In all cases, the art was to distance these paybacks from client ad procurement processes, per internal guidance from a 2018 memo that recommended strengthening the rebate schemes. A section called “Evolve Agency Partnerships” makes clear that Google “can sufficiently minimize any risk of collusion and competition with the right controls in place.”
And in 2019, internal memos revealed through discovery showed that Google sought to include its Ad Exchange (ADX) Programmatic Guaranteed and Preferred Deals as part of the rebates for ad buyers, which hoovered up a major growth driver for my business by making that spend eligible for rebates under Google’s Display and Video Incentives Program.
At MediaMath, we tried to innovate around these realities, partnering with agencies to create combined products in which our platform was engineered to package and deliver an agency’s unique media and data assets, which were then sold to the agency’s advertisers. This created (gasp) real value for advertisers while enabling a richer share of ad dollars for the business partners.
But the bottom-line impact versus rebates just wasn’t big enough to take share from Google, and our top line was unaffected.
In one case, I even witnessed how leverage was exerted by Google from parts of its business entirely outside adtech and media buying to influence its share of ad budgets. My client, a brilliant head of procurement in France, saw Google’s strategy for what it was: a naked play to commoditize his agency through technology, where, in his estimation, the technology development was being financed by his own clients.
“First they eat your thumb, then they eat your hand, and soon you don’t exist,” he told me.

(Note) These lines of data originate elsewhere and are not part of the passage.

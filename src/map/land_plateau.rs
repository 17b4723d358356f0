// Land 3 definition
use super::LandDesc;

pub static LAND3: LandDesc = LandDesc {
    name: "Power-Up Plateau",
    desc: "Level 3 — Write methods & parameters. Type code to create reusable functions.",
    marker_x: 760,
};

He refused to let Google into his programmatic practice, where MediaMath commanded nearly 100% share.
Until he couldn’t refuse any longer.
A subsidiary of his parent company sought to ink a deal with Google to power its autonomous electric car business but, I was told, would not sign unless substantial share of his agency’s ad dollars were moved to Google’s ad and tech businesses. The next year, our revenues from this client plummeted by more than 50%.
I’m heartened to see a possibility that Google may get its comeuppance in courts, though I do fear this litigation is roughly 20 years too late.
But the stakes remain big. Advertising is 1% of GDP and principally responsible for the sales growth of the rest of the 99%. Of all advertising, digital is 60%, and that share is growing fast. Soon all advertising will be digital advertising. Getting the incentives right and putting a stop to Google’s rapacious practices is existential.